Jaishankar sought to make it clear that both India and China are competitors in the global and Asian context. He also sent a reminder to Beijing that the bi-lateral relations are not a one-way street.
Elaborating on eight points for moving forward in bilateral ties, the external affairs minister said agreements already reached on management of the LAC must be adhered to in their entirety and in letter and spirit.
“Whether handling of the border areas is concerned, the Line of Actual Control must be strictly observed and respected. Any attempt to unilaterally change the status quo is completely unacceptable,” he said.
While both nations are committed to a multi-polar world, Jaishankar said, there should be a recognition that a multi-polar Asia is one of its essential consequences.
“Obviously each state will have its interests, concerns and priorities, but sensitivity to them cannot be one-sided.
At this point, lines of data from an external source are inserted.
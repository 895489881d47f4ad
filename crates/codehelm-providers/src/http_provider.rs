//! Generic HTTP-based LLM provider for OpenAI-compatible APIs.
//!
//! Talks to any `/chat/completions` endpoint (OpenAI, DeepSeek, OpenRouter,
//! vLLM, Ollama, …). Requests ask for SSE streaming; servers that ignore
//! the flag and answer with plain JSON are handled too.

use async_trait::async_trait;
use futures_util::StreamExt;
use reqwest::header::{HeaderMap, HeaderName, HeaderValue, CONTENT_TYPE};
use tokio::sync::mpsc;
use tracing::{debug, error, warn};

use codehelm_core::config::ProviderConfig;
use codehelm_core::types::{ChatCompletionRequest, ChatCompletionResponse, StreamEvent};

use crate::sse::SseDecoder;
use crate::traits::{LlmProvider, LlmRequest};

const DEFAULT_API_BASE: &str = "https://api.openai.com/v1";

// ─────────────────────────────────────────────
// HttpProvider
// ─────────────────────────────────────────────

/// A streaming LLM provider that talks to any OpenAI-compatible HTTP API.
pub struct HttpProvider {
    /// HTTP client (shared, connection-pooled).
    client: reqwest::Client,
    /// API base URL (e.g. `"https://api.openai.com/v1"`).
    api_base: String,
    /// API key for Bearer authentication.
    api_key: String,
    default_model: String,
    /// Host part of the base URL, used as the display name.
    display_name: String,
    /// Extra headers to send with each request.
    extra_headers: HeaderMap,
}

impl std::fmt::Debug for HttpProvider {
    fn fmt(&self, f: &mut std::fmt::Formatter<'_>) -> std::fmt::Result {
        f.debug_struct("HttpProvider")
            .field("api_base", &self.api_base)
            .field("default_model", &self.default_model)
            .finish()
    }
}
At the end of the day relationships between major states are reciprocal in nature,” he said.
Jaishankar said as rising powers, each nation will have their own set of aspirations and their pursuit to it cannot be ignored.
He said peace and tranquillity in border areas is the basis for development of ties with China in other domains and if it is disturbed, “so inevitably is rest of the relationship”.
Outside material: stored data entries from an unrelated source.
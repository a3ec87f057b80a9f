//! Parsed Resource IDs

use super::error::ParseError;
use super::segment::Segment;
use super::template::ResourceIdType;
use std::collections::HashMap;
use std::fmt;
use std::sync::Arc;

/// A resource ID bound to its type, immutable once constructed
#[derive(Debug, Clone)]
pub struct ResourceId {
    id_type: Arc<ResourceIdType>,
    /// One value per template segment, literals included
    values: Vec<String>,
}

impl ResourceId {
    /// Construct an ID from named values.
    ///
    /// Literal segments take their template text. Value segments missing from
    /// `values` are left empty; formatting does not validate.
    pub fn from_values(id_type: Arc<ResourceIdType>, values: &HashMap<&str, &str>) -> Self {
        let values = id_type
            .segments()
            .iter()
            .map(|segment| match segment.literal() {
                Some(literal) => literal.to_string(),
                None => values
                    .get(segment.name.as_str())
                    .map(|v| v.to_string())
                    .unwrap_or_default(),
            })
            .collect();

        Self { id_type, values }
    }

    /// Parse an ID strictly, as required for any user-supplied value
    pub fn parse(id_type: &Arc<ResourceIdType>, input: &str) -> Result<Self, ParseError> {
        let values = id_type.parse_values(input, false)?;
        Ok(Self {
            id_type: Arc::clone(id_type),
            values,
        })
    }

    /// Parse an ID returned by the API, tolerating inconsistent casing of
    /// literal segments. Never use this to validate user input.
    pub fn parse_insensitively(
        id_type: &Arc<ResourceIdType>,
        input: &str,
    ) -> Result<Self, ParseError> {
        let values = id_type.parse_values(input, true)?;
        Ok(Self {
            id_type: Arc::clone(id_type),
            values,
        })
    }

    pub fn id_type(&self) -> &Arc<ResourceIdType> {
        &self.id_type
    }

    /// Value of a named segment
    pub fn get(&self, name: &str) -> Option<&str> {
        self.id_type
            .segments()
            .iter()
            .position(|s| s.name == name)
            .map(|i| self.values[i].as_str())
    }

    /// Segments paired with their values, in template order
    pub fn segments(&self) -> impl Iterator<Item = (&Segment, &str)> {
        self.id_type
            .segments()
            .iter()
            .zip(self.values.iter().map(|v| v.as_str()))
    }

    /// The caller-supplied values only, in template order
    pub fn named_values(&self) -> Vec<(&str, &str)> {
        self.segments()
            .filter(|(s, _)| s.is_value())
            .map(|(s, v)| (s.name.as_str(), v))
            .collect()
    }

    /// The canonical path form of this ID
    pub fn id(&self) -> String {
        self.id_type.render(&self.values)
    }

    /// The last value segment, i.e. the resource's own name
    pub fn name(&self) -> Option<&str> {
        self.segments()
            .filter(|(s, _)| s.is_value())
            .last()
            .map(|(_, v)| v)
    }

    /// The ID with its final value segment removed: the collection the
    /// resource is listed under.
    pub fn collection_path(&self) -> String {
        let keep = self.values.len().saturating_sub(1);
        self.id_type.render(&self.values[..keep])
    }

    /// Compare two IDs of the same type, ignoring ASCII case in values
    pub fn eq_ignore_case(&self, other: &ResourceId) -> bool {
        self.id_type.name() == other.id_type.name()
            && self.values.len() == other.values.len()
            && self
                .values
                .iter()
                .zip(&other.values)
                .all(|(a, b)| a.eq_ignore_ascii_case(b))
    }
}

impl PartialEq for ResourceId {
    fn eq(&self, other: &Self) -> bool {
        self.id_type.name() == other.id_type.name() && self.values == other.values
    }
}

impl Eq for ResourceId {}

impl fmt::Display for ResourceId {
    fn fmt(&self, f: &mut fmt::Formatter<'_>) -> fmt::Result {
        write!(f, "{} ID {:?}", self.id_type.name(), self.id())
    }
}

#[cfg(test)]
mod tests {
    use super::*;

    fn widget_type() -> Arc<ResourceIdType> {
        Arc::new(
            ResourceIdType::from_template(
                "Widget",
                "/subscriptions/{subscriptionId}/resourceGroups/{resourceGroupName}/providers/Microsoft.Example/widgets/{widgetName}",
            )
            .unwrap(),
        )
    }

    #[test]
    fn test_format_and_parse_example() {
        let id_type = widget_type();
        let values = HashMap::from([
            ("subscriptionId", "12345678-1234-9876-4563-123456789012"),
            ("resourceGroupName", "example-resource-group"),
            ("widgetName", "widgetValue"),
        ]);
        let id = ResourceId::from_values(Arc::clone(&id_type), &values);
        assert_eq!(
            id.id(),
            "/subscriptions/12345678-1234-9876-4563-123456789012/resourceGroups/example-resource-group/providers/Microsoft.Example/widgets/widgetValue"
        );

        let parsed = ResourceId::parse(&id_type, &id.id()).unwrap();
        assert_eq!(parsed, id);
        assert_eq!(parsed.get("subscriptionId"), Some("12345678-1234-9876-4563-123456789012"));
        assert_eq!(parsed.get("resourceGroupName"), Some("example-resource-group"));
        assert_eq!(parsed.get("widgetName"), Some("widgetValue"));
        assert_eq!(parsed.name(), Some("widgetValue"));
    }

    #[test]
    fn test_collection_path() {
        let id = ResourceId::parse(
            &widget_type(),
            "/subscriptions/s/resourceGroups/rg/providers/Microsoft.Example/widgets/w",
        )
        .unwrap();
        assert_eq!(
            id.collection_path(),
            "/subscriptions/s/resourceGroups/rg/providers/Microsoft.Example/widgets"
        );
    }

    #[test]
    fn test_insensitive_parse_matches_canonical() {
        let id_type = widget_type();
        let canonical = ResourceId::parse(
            &id_type,
            "/subscriptions/s/resourceGroups/rg/providers/Microsoft.Example/widgets/Widget1",
        )
        .unwrap();
        let shouted = ResourceId::parse_insensitively(
            &id_type,
            "/SUBSCRIPTIONS/s/RESOURCEGROUPS/rg/PROVIDERS/MICROSOFT.EXAMPLE/WIDGETS/WIDGET1",
        )
        .unwrap();
        assert_ne!(canonical, shouted);
        assert!(canonical.eq_ignore_case(&shouted));
        assert_eq!(shouted.get("widgetName"), Some("WIDGET1"));
    }

    #[test]
    fn test_named_values() {
        let id = ResourceId::parse(
            &widget_type(),
            "/subscriptions/s/resourceGroups/rg/providers/Microsoft.Example/widgets/w",
        )
        .unwrap();
        assert_eq!(
            id.named_values(),
            vec![("subscriptionId", "s"), ("resourceGroupName", "rg"), ("widgetName", "w")]
        );
    }
}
The external affairs minister said far from mitigating already existing differences, events of 2020 have actually put the relationship under “exceptional stress”
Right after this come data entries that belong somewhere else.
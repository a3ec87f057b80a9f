//! ARM errors

use crate::payload::PayloadError;
use crate::resourceids::ParseError;
use serde::Deserialize;
use std::time::Duration;
use thiserror::Error;

#[derive(Debug, Error)]
pub enum ArmError {
    /// The request never produced a response
    #[error("sending {method} {url}: {source}")]
    Transport {
        method: String,
        url: String,
        #[source]
        source: reqwest::Error,
    },

    /// The API answered with a non-success status
    #[error("{method} {url} returned {status}: {code}: {message}")]
    Status {
        method: String,
        url: String,
        status: u16,
        /// ARM error code, e.g. `ResourceNotFound`
        code: String,
        message: String,
    },

    /// A success response whose body was not the expected JSON
    #[error("decoding response from {url}: {source}")]
    Decode {
        url: String,
        #[source]
        source: serde_json::Error,
    },

    #[error("building HTTP client: {0}")]
    ClientBuild(#[source] reqwest::Error),

    #[error(transparent)]
    Payload(#[from] PayloadError),

    #[error("invalid URL {url:?}: {source}")]
    InvalidUrl {
        url: String,
        #[source]
        source: url::ParseError,
    },

    #[error("authenticating: {0}")]
    Auth(String),

    /// A long-running operation reached a failed terminal state
    #[error("long-running operation finished with status {status:?}: {message}")]
    OperationFailed { status: String, message: String },

    #[error("operation cancelled")]
    Cancelled,

    #[error("{operation} did not complete within {}s", .after.as_secs())]
    Timeout {
        operation: &'static str,
        after: Duration,
    },

    /// Create found the resource already present
    #[error("a resource with the ID {id:?} already exists - to be managed it must be imported")]
    AlreadyExists { id: String },

    /// An ID was handed to a definition of another resource type
    #[error("{id:?} is not a {expected} ID: {source}")]
    TypeMismatch {
        expected: String,
        id: String,
        #[source]
        source: ParseError,
    },
}

impl ArmError {
    /// Build a status error from a failed response, reading the ARM error
    /// envelope when the body has one.
    pub(crate) fn from_status(method: &str, url: &str, status: u16, body: &str) -> Self {
        let (code, message) = match serde_json::from_str::<ErrorEnvelope>(body) {
            Ok(ErrorEnvelope { error: Some(detail) }) => (detail.code, detail.message),
            _ => (default_code(status).to_string(), String::new()),
        };

        Self::Status {
            method: method.to_string(),
            url: url.to_string(),
            status,
            code,
            message,
        }
    }

    /// HTTP status, when the error came from a response
    pub fn status(&self) -> Option<u16> {
        match self {
            Self::Status { status, .. } => Some(*status),
            _ => None,
        }
    }

    pub fn is_not_found(&self) -> bool {
        self.status() == Some(404)
    }

    /// The ARM error code, when the error came from a response
    pub fn code(&self) -> Option<&str> {
        match self {
            Self::Status { code, .. } => Some(code),
            _ => None,
        }
    }
}

/// `{"error": {"code": "...", "message": "..."}}`
#[derive(Debug, Deserialize)]
pub(crate) struct ErrorEnvelope {
    #[serde(default)]
    pub error: Option<ErrorDetail>,
}

#[derive(Debug, Default, Deserialize)]
pub(crate) struct ErrorDetail {
    #[serde(default)]
    pub code: String,
    #[serde(default)]
    pub message: String,
}

fn default_code(status: u16) -> &'static str {
    match status {
        400 => "BadRequest",
        401 => "Unauthorized",
        403 => "Forbidden",
        404 => "NotFound",
        409 => "Conflict",
        429 => "TooManyRequests",
        500..=599 => "ServerError",
        _ => "Unknown",
    }
}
Any expectation that the situation at border can be brushed aside and life can carry on undisturbed is simply not realistic, he said.
He said if ties are to progress, policies must take into account the learnings of the last three decades.
Jaishankar also mentioned three ‘mutuals — mutual respect, mutual sensitivity and mutual interests’ as determining factors for the ties which, he said, came under ‘exceptional stress’ following last year’s events in eastern Ladakh as he referred to China’s massing of troops in the region
He said the advancement of ties in the last three decades was clearly predicated on ensuring that peace and tranquillity was not disturbed and that the LAC was both observed and respected by both sides.
“For this reason, it was explicitly agreed that the two countries would refrain from massing troops on their common border,” he said.
Jaishankar also talked about “events” of divergences before 2020 that reflected the “duality” of cooperation and competition while referring to the practice of stapled-visas, blocking at the UN the listing of Pakistani terrorists involved in attacks on India as well as Beijing’s opposition to New Delhi’s membership of the Nuclear Suppliers Group (NSG) and for a permanent seat in the UNSC, in trade, promises of market access did not match delivery. Even the border areas saw frictions on some occasions.
Points to Ponder
Chinese signatures are all over the Riots in various parts of India including Anti-CAA Protests, Farmers Protests, Attacks on offices of Apple and Serum India that is producing Vaccines against Chinese Virus. Anything that threatens Chinese interests, China funds the opposition parties in India and using sleeper cells of Pakistan carries out its nefarious designs. Will China give up funding for Anti-India activities?
Even if China can agree to 8 points mentioned by India’s External affairs minister, it is Chinese funding to Leftists/Liberals and Radicals and Anti-Indians that is the cause of concern for 1.3 Billion Indians. What will China do to address this?